Autonomous Ball-Collecting Robot using Reinforcement Learning
This is a project where we used reinforcement learning to train the robot to collect balls in a simple environment. The robot is a 4-Mecanum wheeled robot equipped with a camera and a 2D LiDAR sensor.
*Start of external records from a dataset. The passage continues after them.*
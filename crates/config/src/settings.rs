// Application settings
// Loaded from ~/.config/restock/settings.json

use serde::Deserialize;
use std::fs;
use std::path::PathBuf;

use crate::theme::ThemeVariant;

#[derive(Debug, Clone, Deserialize)]
#[serde(default)]
pub struct Settings {
    // Grid appearance
    #[serde(rename = "grid.minColumnWidth")]
    pub min_column_width: u16,

    #[serde(rename = "grid.maxColumnWidth")]
    pub max_column_width: u16,

    // Editor
    #[serde(rename = "editor.vimKeys")]
    pub vim_keys: bool,

    // File
    #[serde(rename = "file.storePath")]
    pub store_path: Option<String>,  // None = per-user default location

    // UI
    #[serde(rename = "ui.showStatusBar")]
    pub show_status_bar: bool,

    // Theme
    #[serde(rename = "theme.variant")]
    pub theme_variant: ThemeVariant,
}

impl Default for Settings {
    fn default() -> Self {
        Self {
            // Grid
            min_column_width: 3,
            max_column_width: 40,
            // Editor
            vim_keys: false,
            // File
            store_path: None,
            // UI
            show_status_bar: true,
            // Theme
            theme_variant: ThemeVariant::Dark,
        }
    }
}

impl Settings {
    /// Get the settings file path
    pub fn config_path() -> PathBuf {
        let config_dir = dirs::config_dir()
            .unwrap_or_else(|| PathBuf::from("."))
            .join("restock");
        config_dir.join("settings.json")
    }

    /// Load settings from disk, falling back to defaults
    pub fn load() -> Self {
        let path = Self::config_path();

        if !path.exists() {
            let settings = Self::default();
            settings.create_default_file();
            return settings;
        }

        match fs::read_to_string(&path) {
            Ok(contents) => match serde_json::from_str(&Self::strip_comments(&contents)) {
                Ok(settings) => settings,
                Err(e) => {
                    eprintln!("Error parsing {}: {}", path.display(), e);
                    eprintln!("Using default settings");
                    Self::default()
                }
            },
            Err(e) => {
                eprintln!("Error reading {}: {}", path.display(), e);
                Self::default()
            }
        }
    }

    /// Strip comments (lines starting with //)
    fn strip_comments(contents: &str) -> String {
        contents
            .lines()
            .filter(|line| !line.trim().starts_with("//"))
            .collect::<Vec<_>>()
            .join("\n")
    }

    /// Create default settings file with comments
    fn create_default_file(&self) {
        let path = Self::config_path();

        // Ensure directory exists
        if let Some(parent) = path.parent() {
            if let Err(e) = fs::create_dir_all(parent) {
                eprintln!("Error creating config directory: {}", e);
                return;
            }
        }

        let default_config = r#"{
    // Grid appearance (column width band, in terminal cells)
    "grid.minColumnWidth": 3,
    "grid.maxColumnWidth": 40,

    // Editor (hjkl movement in addition to arrow keys)
    "editor.vimKeys": false,

    // File handling (null = per-user default store location)
    "file.storePath": null,

    // UI elements
    "ui.showStatusBar": true,

    // Theme options: "dark", "light"
    "theme.variant": "dark"
}
"#;

        if let Err(e) = fs::write(&path, default_config) {
            eprintln!("Error writing default settings.json: {}", e);
        }
    }
}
The algorithms were implemented on Intel NUC and Nvidia Jetson TX2 board.
This is my attempt at re-writing a write-up because a lot of recruiters ask me how the project was done and I sometimes forget (it was done in 2018).
Optimal Policy and Optimal Value Functions
Bellman optimality equation
For optimal value function $v_{*}$:
$$
\begin{aligned}
v_{*}(s) &= \max_{a} E \left[ R_{t+1} + \gamma v_{*}(S_{t+1}) \vert S_{t}=s, A_{t}=a \right] \\
&= \max_{a} \sum_{s',r} p(s',r \vert s,a) \left[ r + \gamma v_{*}(s') \right]
\end{aligned}
$$
For optimal action-value function $q_{*}$:
$$
\begin{aligned}
q_{*}(s,a) &= E \left[ R_{t+1} + \gamma \max_{a'} q_{*}(S_{t+1}, a') \vert S_{t} = s, A_{t} = a \right] \\
&= \sum_{s',r} p(s',r \vert s,a) \left[ r + \gamma \max_{a'} q_{*}(s',a') \right]
\end{aligned}
$$
Monte Carlo Methods
Monte Carlo methods only require a sample of states, actions, and rewards from interaction between the agent and the environment. It is model-free; the probability distributions such as state-transition $p(s' \vert s,a)$ need not to be known.
Q-Learning
$$ Q(s,a) \leftarrow (1-\alpha)Q(s,a) + \alpha \left[ r + \gamma \max_{a'} Q(s',a') \right] $$
Initialize Q(s, a)
Start with state "s"
Loop:
Select action "a" with e-greedy
Execute action "a", receive immediate reward "r" and go to state "s'"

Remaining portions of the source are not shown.